The Templars & the Divine Feminine
The divine feminine was revered by the Cistercians and the Knights Templar whose patron is Mary Magdalene and who also showed a preference for venerating female saints like St Helena, one of their most important saints to whom they would dedicate many churches and chapels. But also St Catherine of Alexandria (connected to Hypatia) and St Euphemia (Helen Nicholson) whose head relic seemed to have been found when the Knights Templar were arrested in 1307 in France. Euphemia, known as the All-praised in the Eastern Orthodox Church, was a virgin martyr, who died for her faith at Chalcedon in 303 AD. According to tradition, Euphemia was martyred for refusing to offer sacrifices to Ares. She was arrested and after suffering various tortures, died in the arena at Chalcedon from a wound sustained from a bear. Her tomb became a site of pilgrimages.
“a great head of gilded silver, most beautiful, in the image of a woman. Inside were two head bones, wrapped in white linen with another red cloth around it. On an attached label is written “CAPUT LVIII” ~ “HEAD 58”
The first evidence we have of this reverence for the divine feminine is actually in written form, and we find it in the Latin Rule of the Knights Templar, which was written up by Bernard de Clairvaux with Hughes de Payens. Bernard, was a Cistercian abbot, family of the initial founding Knights and whose mother was Cathar (Aleth de Montbard). He was an avid Marianist (even preached the second crusade from Vezelay – black Madonna) and who experienced a miracle with the virgin (lactation of St Bernard) where he received 3 drops of her breast milk and was thereafter able to perform miracles and had the gift of second sight. What is interesting is, that 3 drops of a liquid is often part of an initiation ritual in the mysteries…
Women and the feminine are in fact KEY to understanding the Templars. In the grail romances and poems written by the Troubadours which also represent the “green language of initiation” or langue vert, we often see women representing truth, purity of heart and carrying the “grail” regardless of it being a cup or a dish.

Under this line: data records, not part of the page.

//! Activity repository implementation

use chrono::NaiveDate;
use sqlx::{QueryBuilder, Sqlite, SqliteConnection};

use crate::database::gateway::StoreGateway;
use crate::database::repositories::participation::{
    attach_to_activities, insert_participation, update_participation,
};
use crate::models::{Activity, ActivitySearch, ActivityStatus, ActivityType, Participation};
use crate::utils::errors::{Result, ValidationError};
use crate::utils::helpers::contains_ignore_case;

const ORDER_NEWEST_FIRST: &str = " ORDER BY created_at DESC, id DESC";

#[derive(Debug, Clone)]
pub struct ActivityRepository {
    gateway: StoreGateway,
}

impl ActivityRepository {
    pub fn new(gateway: StoreGateway) -> Self {
        Self { gateway }
    }

    /// Insert or update an activity.
    ///
    /// A new activity gets one default participation per student existing at
    /// that moment. Updating writes the activity row and every participation
    /// in its collection; records missing from the collection are left alone.
    pub async fn save(&self, activity: &Activity) -> Result<Activity> {
        activity.validate()?;
        let activity = activity.clone();
        self.gateway
            .execute_transaction("activity.save", move |conn| Box::pin(save_activity(conn, activity)))
            .await
    }

    pub async fn find_by_id(&self, id: i64) -> Result<Option<Activity>> {
        self.gateway
            .execute_query("activity.find_by_id", move |conn| {
                Box::pin(async move {
                    let found = sqlx::query_as::<_, Activity>("SELECT * FROM activities WHERE id = ?1")
                        .bind(id)
                        .fetch_optional(&mut *conn)
                        .await?;
                    match found {
                        Some(activity) => {
                            let mut loaded = [activity];
                            attach_to_activities(conn, &mut loaded).await?;
                            let [activity] = loaded;
                            Ok(Some(activity))
                        }
                        None => Ok(None),
                    }
                })
            })
            .await
    }

    /// All activities, newest first
    pub async fn find_all(&self) -> Result<Vec<Activity>> {
        let sql = format!("SELECT * FROM activities{}", ORDER_NEWEST_FIRST);
        self.gateway
            .execute_query("activity.find_all", move |conn| Box::pin(fetch_loaded(conn, sql, Vec::new())))
            .await
    }

    pub async fn find_by_status(&self, status: ActivityStatus) -> Result<Vec<Activity>> {
        self.advanced_search(ActivitySearch {
            status: Some(status),
            ..ActivitySearch::default()
        })
        .await
    }

    pub async fn find_by_type(&self, activity_type: ActivityType) -> Result<Vec<Activity>> {
        self.advanced_search(ActivitySearch {
            activity_type: Some(activity_type),
            ..ActivitySearch::default()
        })
        .await
    }

    /// Exact professor name match
    pub async fn find_by_professor(&self, professor: &str) -> Result<Vec<Activity>> {
        let sql = format!("SELECT * FROM activities WHERE professor = ?1{}", ORDER_NEWEST_FIRST);
        let args = vec![Arg::Text(professor.to_string())];
        self.gateway
            .execute_query("activity.find_by_professor", move |conn| Box::pin(fetch_loaded(conn, sql, args)))
            .await
    }

    /// Activities whose deadline falls in `[start, end]`, soonest first
    pub async fn find_by_deadline_between(&self, start: NaiveDate, end: NaiveDate) -> Result<Vec<Activity>> {
        let sql = "SELECT * FROM activities WHERE deadline BETWEEN ?1 AND ?2 ORDER BY deadline, id".to_string();
        let args = vec![Arg::Date(start), Arg::Date(end)];
        self.gateway
            .execute_query("activity.find_by_deadline_between", move |conn| {
                Box::pin(fetch_loaded(conn, sql, args))
            })
            .await
    }

    /// Deadline today or later, soonest first
    pub async fn find_upcoming(&self, today: NaiveDate) -> Result<Vec<Activity>> {
        let sql = "SELECT * FROM activities WHERE deadline >= ?1 ORDER BY deadline, id".to_string();
        let args = vec![Arg::Date(today)];
        self.gateway
            .execute_query("activity.find_upcoming", move |conn| Box::pin(fetch_loaded(conn, sql, args)))
            .await
    }

    /// Deadline passed and not completed
    pub async fn find_overdue(&self, today: NaiveDate) -> Result<Vec<Activity>> {
        let sql = "SELECT * FROM activities WHERE deadline < ?1 AND status <> ?2 ORDER BY deadline, id".to_string();
        let args = vec![Arg::Date(today), Arg::Status(ActivityStatus::Completed)];
        self.gateway
            .execute_query("activity.find_overdue", move |conn| Box::pin(fetch_loaded(conn, sql, args)))
            .await
    }

    /// Case-insensitive substring match on the title
    pub async fn search_by_title(&self, term: &str) -> Result<Vec<Activity>> {
        self.advanced_search(ActivitySearch {
            title: Some(term.to_string()),
            ..ActivitySearch::default()
        })
        .await
    }

    /// AND-combination of every criterion that is set
    pub async fn advanced_search(&self, search: ActivitySearch) -> Result<Vec<Activity>> {
        self.gateway
            .execute_query("activity.advanced_search", move |conn| Box::pin(search_activities(conn, search)))
            .await
    }

    pub async fn count(&self) -> Result<i64> {
        self.gateway
            .execute_query("activity.count", |conn| {
                Box::pin(async move {
                    let count: i64 = sqlx::query_scalar("SELECT COUNT(*) FROM activities")
                        .fetch_one(&mut *conn)
                        .await?;
                    Ok(count)
                })
            })
            .await
    }

    pub async fn count_by_status(&self, status: ActivityStatus) -> Result<i64> {
        self.gateway
            .execute_query("activity.count_by_status", move |conn| {
                Box::pin(async move {
                    let count: i64 = sqlx::query_scalar("SELECT COUNT(*) FROM activities WHERE status = ?1")
                        .bind(status)
                        .fetch_one(&mut *conn)
                        .await?;
                    Ok(count)
                })
            })
            .await
    }

    /// Delete an activity and all of its participations.
    ///
    /// Returns false when the activity has no identity or no longer exists.
    pub async fn delete(&self, activity: &Activity) -> Result<bool> {
        match activity.id() {
            Some(id) => self.delete_by_id(id).await,
            None => Ok(false),
        }
    }

    pub async fn delete_by_id(&self, id: i64) -> Result<bool> {
        self.gateway
            .execute_transaction("activity.delete", move |conn| Box::pin(delete_activity(conn, id)))
            .await
    }
}

/// Positional bind values for the fixed-shape finders
enum Arg {
    Text(String),
    Date(NaiveDate),
    Status(ActivityStatus),
}

async fn fetch_loaded(conn: &mut SqliteConnection, sql: String, args: Vec<Arg>) -> Result<Vec<Activity>> {
    let mut query = sqlx::query_as::<_, Activity>(&sql);
    for arg in args {
        query = match arg {
            Arg::Text(value) => query.bind(value),
            Arg::Date(value) => query.bind(value),
            Arg::Status(value) => query.bind(value),
        };
    }

    let mut activities = query.fetch_all(&mut *conn).await?;
    attach_to_activities(conn, &mut activities).await?;
    Ok(activities)
}

async fn save_activity(conn: &mut SqliteConnection, activity: Activity) -> Result<Activity> {
    match activity.id() {
        None => insert_activity(conn, activity).await,
        Some(id) => update_activity(conn, id, activity).await,
    }
}

async fn insert_activity(conn: &mut SqliteConnection, activity: Activity) -> Result<Activity> {
    let mut created = sqlx::query_as::<_, Activity>(
        r#"
        INSERT INTO activities (title, description, created_at, deadline, status, activity_type, professor)
        VALUES (?1, ?2, ?3, ?4, ?5, ?6, ?7)
        RETURNING *
        "#,
    )
    .bind(&activity.title)
    .bind(&activity.description)
    .bind(activity.created_at())
    .bind(activity.deadline)
    .bind(activity.status)
    .bind(activity.activity_type)
    .bind(&activity.professor)
    .fetch_one(&mut *conn)
    .await?;

    let activity_id = created
        .id()
        .ok_or_else(|| ValidationError::Invalid("store returned an activity without id".to_string()))?;

    // Fan-out: one default record per student existing right now
    let student_ids: Vec<i64> = sqlx::query_scalar("SELECT id FROM students ORDER BY id")
        .fetch_all(&mut *conn)
        .await?;

    let mut participations = Vec::with_capacity(student_ids.len());
    for student_id in student_ids {
        let participation = insert_participation(conn, &Participation::new(activity_id, student_id)).await?;
        participations.push(participation);
    }
    created.participations = participations;

    tracing::info!(
        activity_id = activity_id,
        participations = created.participations.len(),
        "Created activity"
    );
    Ok(created)
}

async fn update_activity(conn: &mut SqliteConnection, id: i64, activity: Activity) -> Result<Activity> {
    let updated = sqlx::query_as::<_, Activity>(
        r#"
        UPDATE activities
        SET title = ?2,
            description = ?3,
            deadline = ?4,
            status = ?5,
            activity_type = ?6,
            professor = ?7
        WHERE id = ?1
        RETURNING *
        "#,
    )
    .bind(id)
    .bind(&activity.title)
    .bind(&activity.description)
    .bind(activity.deadline)
    .bind(activity.status)
    .bind(activity.activity_type)
    .bind(&activity.professor)
    .fetch_optional(&mut *conn)
    .await?;

    let Some(updated) = updated else {
        return Err(ValidationError::UnknownReference { entity: "activity", id }.into());
    };

    for participation in &activity.participations {
        if participation.activity_id() != id {
            return Err(ValidationError::Invalid(format!(
                "participation belongs to activity {}, not {}",
                participation.activity_id(),
                id
            ))
            .into());
        }
        participation.validate()?;
        match participation.id() {
            Some(participation_id) => {
                update_participation(conn, participation_id, participation).await?;
            }
            None => {
                insert_participation(conn, participation).await?;
            }
        }
    }

    let mut loaded = [updated];
    attach_to_activities(conn, &mut loaded).await?;
    let [updated] = loaded;
    Ok(updated)
}

async fn search_activities(conn: &mut SqliteConnection, search: ActivitySearch) -> Result<Vec<Activity>> {
    let mut query = QueryBuilder::<Sqlite>::new("SELECT * FROM activities WHERE 1 = 1");

    if let Some(status) = search.status {
        query.push(" AND status = ").push_bind(status);
    }
    if let Some(activity_type) = search.activity_type {
        query.push(" AND activity_type = ").push_bind(activity_type);
    }
    query.push(ORDER_NEWEST_FIRST);

    let title = search.title.as_deref().map(str::trim).filter(|t| !t.is_empty());
    let professor = search.professor.as_deref().map(str::trim).filter(|p| !p.is_empty());

    // Text criteria are matched here rather than in SQL for Unicode case folding
    let mut activities: Vec<Activity> = query
        .build_query_as::<Activity>()
        .fetch_all(&mut *conn)
        .await?
        .into_iter()
        .filter(|a| title.map_or(true, |t| contains_ignore_case(&a.title, t)))
        .filter(|a| {
            professor.map_or(true, |p| {
                a.professor.as_deref().is_some_and(|name| contains_ignore_case(name, p))
            })
        })
        .collect();

    attach_to_activities(conn, &mut activities).await?;
    Ok(activities)
}

async fn delete_activity(conn: &mut SqliteConnection, id: i64) -> Result<bool> {
    let removed = sqlx::query("DELETE FROM participations WHERE activity_id = ?1")
        .bind(id)
        .execute(&mut *conn)
        .await?
        .rows_affected();

    let deleted = sqlx::query("DELETE FROM activities WHERE id = ?1")
        .bind(id)
        .execute(&mut *conn)
        .await?
        .rows_affected()
        > 0;

    if deleted {
        tracing::info!(activity_id = id, participations = removed, "Deleted activity");
    }
    Ok(deleted)
}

These women, or beloved, are not really women but the divine feminine aspect of wisdom/Sophia, which had been deleted from history and from the world and, therefore, part of the ancient teachings and beliefs prior to the Church of Rome. This is part of the true mission of the Templars and they tell us this. We see it in the Templar Rule and in the Grail romances and poems of the Troubadours of the Languedoc but also encoded in stone in Cistercian architecture. It is part of Sufism (The Beloved & The Religion of Love), and also Gnosticism.